We've known for a while that sheep, with their social nature and big brains, can recognise faces of other sheep and human handlers. Now a study has shown they can also learn to identify unfamiliar humans they've never met - after only seeing their photos.

This wasn't just done so scientists could hang out with cute sheep - the results of this study are part of a larger body of work aimed at understanding how sheep learn, to give researchers clues on what goes wrong in the brain when diseases such as Huntington's disrupt normal processing. 

Using photos of well-known figures like Barack Obama and Emma Watson, sheep were trained to recognise people from images, even when they were shown from different angles. The sheep could essentially match a 2D image to a 3D person and spot changes in perspective.

"Anyone who has spent time working with sheep will know that they are intelligent, individual animals who are able to recognise their handlers," says senior researcher Jenny Morton from the University of Cambridge.

"We've shown with our study that sheep have advanced face-recognition abilities, comparable with those of humans and monkeys."

For the study, eight Welsh Mountain sheep were trained to recognise the faces of Barack Obama, Emma Watson, Jake Gyllenhaal, and Fiona Bruce, with food used to reward the animals for picking the photo each time, rather than a blank space or inanimate object.

In the next stage, the same celebrity photos were put up against photos of other faces, and the sheep chose the pre-learned face 8 times out of 10.

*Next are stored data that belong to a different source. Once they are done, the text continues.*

//! 单线程下载测试：小文件整流、与多线程结果等价、断流后的整文件重试。

use wiremock::matchers::method;
use wiremock::{Mock, MockServer, ResponseTemplate};

use crate::internal::download::structs::download_job::DownloadJob;
use crate::internal::download::structs::download_status::DownloadStatus;
use crate::tests::{mount_file, test_body, CountingObserver, EventCounts};

/// 1 MiB、服务器不支持 Range：走单线程，一次 on_start / on_finish，
/// 零分片事件，输出与源字节一致。
#[tokio::test]
async fn small_file_without_ranges_downloads_single_stream() {
    let server = MockServer::start().await;
    let body = test_body(1_048_576);
    mount_file(&server, body.clone(), false).await;

    let dir = tempfile::tempdir().unwrap();
    let counts = EventCounts::new();
    let job = DownloadJob::builder(format!("{}/files/s1.bin", server.uri()))
        .output_dir(dir.path())
        .filename("s1.bin")
        .with_observer(CountingObserver {
            counts: counts.clone(),
        })
        .build();
    let controller = job.controller();

    job.start().await.expect("下载应成功");

    assert_eq!(controller.status(), DownloadStatus::Completed);
    assert!(!controller.is_multi_stream());
    assert_eq!(controller.bytes_done(), 1_048_576);

    let saved = std::fs::read(dir.path().join("s1.bin")).unwrap();
    assert_eq!(saved, body);

    assert_eq!(EventCounts::get(&counts.start), 1);
    assert_eq!(EventCounts::get(&counts.finish), 1);
    assert_eq!(EventCounts::get(&counts.chunk_start), 0);
    assert_eq!(EventCounts::get(&counts.chunk_finish), 0);
    assert_eq!(EventCounts::get(&counts.error), 0);
    assert_eq!(EventCounts::get(&counts.stop), 0);
}

/// 强制单线程与多线程分片在同一来源上产出完全相同的字节。
#[tokio::test]
async fn forced_single_stream_matches_multi_stream_output() {
    let server = MockServer::start().await;
    let body = test_body(12 * 1024 * 1024);
    mount_file(&server, body.clone(), true).await;

    let dir = tempfile::tempdir().unwrap();
    let url = format!("{}/files/same.bin", server.uri());

    let single = DownloadJob::builder(&url)
        .output_dir(dir.path())
        .filename("single.bin")
        .worker_count(1)
        .build();
    single.start().await.expect("单线程应成功");
    assert!(!single.controller().is_multi_stream());

    let multi = DownloadJob::builder(&url)
        .output_dir(dir.path())
        .filename("multi.bin")
        .worker_count(4)
        .build();
    multi.start().await.expect("多线程应成功");
    assert!(multi.controller().is_multi_stream());

    let single_bytes = std::fs::read(dir.path().join("single.bin")).unwrap();
    let multi_bytes = std::fs::read(dir.path().join("multi.bin")).unwrap();
    assert_eq!(single_bytes, body);
    assert_eq!(single_bytes, multi_bytes);
}

/// 响应体提前断流一次：按瞬时故障整文件重试，进度计数清零重计
/// 且不重置本次运行的计时，最终字节与源一致。
#[tokio::test]
async fn premature_eof_retries_single_stream_from_scratch() {
    let server = MockServer::start().await;
    let body = test_body(256 * 1024);

    Mock::given(method("HEAD"))
        .respond_with(ResponseTemplate::new(405))
        .mount(&server)
        .await;
    // 第一个 GET 归探测降级（完整 Content-Length），第二个 GET
    // 只送出前 64 KiB 便断流，之后恢复正常
    Mock::given(method("GET"))
        .respond_with(ResponseTemplate::new(200).set_body_bytes(body.clone()))
        .up_to_n_times(1)
        .with_priority(1)
        .mount(&server)
        .await;
    Mock::given(method("GET"))
        .respond_with(ResponseTemplate::new(200).set_body_bytes(body[..64 * 1024].to_vec()))
        .up_to_n_times(1)
        .with_priority(2)
        .mount(&server)
        .await;
    Mock::given(method("GET"))
        .respond_with(ResponseTemplate::new(200).set_body_bytes(body.clone()))
        .mount(&server)
        .await;

    let dir = tempfile::tempdir().unwrap();
    let job = DownloadJob::builder(format!("{}/files/flaky.bin", server.uri()))
        .output_dir(dir.path())
        .filename("flaky.bin")
        .max_retries(3)
        .build();
    let controller = job.controller();

    job.start().await.expect("断流重试后应完成");

    assert_eq!(controller.status(), DownloadStatus::Completed);
    // 从头重试清零重计：计数恰等于文件大小，而不是两次尝试之和
    assert_eq!(controller.bytes_done(), 256 * 1024);
    assert_eq!(controller.percentage(), 100.0);
    // 开始时间跨重试保持不变，时长可读
    assert!(controller.elapsed().is_some());
    let snapshot = controller.snapshot();
    assert!(snapshot.started_at.is_some());

    let saved = std::fs::read(dir.path().join("flaky.bin")).unwrap();
    assert_eq!(saved, body);
}

/// 输出文件已存在时，新任务规划出带序号的新路径，不覆盖旧文件。
#[tokio::test]
async fn existing_file_gets_numbered_sibling() {
    let server = MockServer::start().await;
    let body = test_body(64 * 1024);
    mount_file(&server, body.clone(), false).await;

    let dir = tempfile::tempdir().unwrap();
    std::fs::write(dir.path().join("dup.bin"), b"old").unwrap();

    let job = DownloadJob::builder(format!("{}/files/dup.bin", server.uri()))
        .output_dir(dir.path())
        .filename("dup.bin")
        .build();
    job.start().await.expect("下载应成功");

    assert_eq!(
        job.controller().output_path().unwrap(),
        dir.path().join("dup (1).bin")
    );
    assert_eq!(std::fs::read(dir.path().join("dup.bin")).unwrap(), b"old");
    assert_eq!(
        std::fs::read(dir.path().join("dup (1).bin")).unwrap(),
        body
    );
}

When the same celebrity photos were shown at an angle, the sheep still did well, with performance only dropping about 15 percent – that's about the same drop that would be expected in humans too. (You can see the training process in the video below.)

In some test runs, one of the photos shown was of one of the sheep handlers, and here the animals went to the familiar face 7 times out of 10, without any prior training, though they often did a double-take first.

"We know that sheep can recognise their handlers, but I was still impressed they could do this," Morton told Ian Sample at The Guardian. "Face recognition is a sophisticated process, but they've got big brains, they see other sheep, and they use this processing to recognise one another."

As face recognition involves several different parts of the brain, monitoring how this face-spotting talent weakens or stays the same could give us new ways of spotting the earliest signs of brain disease.

The research team has actually been studying sheep as an animal model for the neurodegenerative Huntington's disease - the scientists have a group of sheep genetically modified to have the mutation that causes it.

According to the team, with their large brains and long lives, sheep are a good model for studying some human brain problems - and part of the research process is to understand the cognitive abilities of sheep in general.

"Our study gives us another way to monitor how these abilities change, particularly in sheep who carry the gene mutation that causes Huntington's disease," says Morton.

In the case of Huntington's, for which there's no known cure, those with the disease have trouble recognising facial emotion and also experience problems with motor coordination, managing moods, and recalling memories.

"We're hoping that with treatments that improve Huntington's pathology we'll see the reversal of some of the cognitive changes," Morton told The Guardian. "We want to understand how the disease starts so we can start thinking about preventing it."

The research has been published in Royal Society Open Science.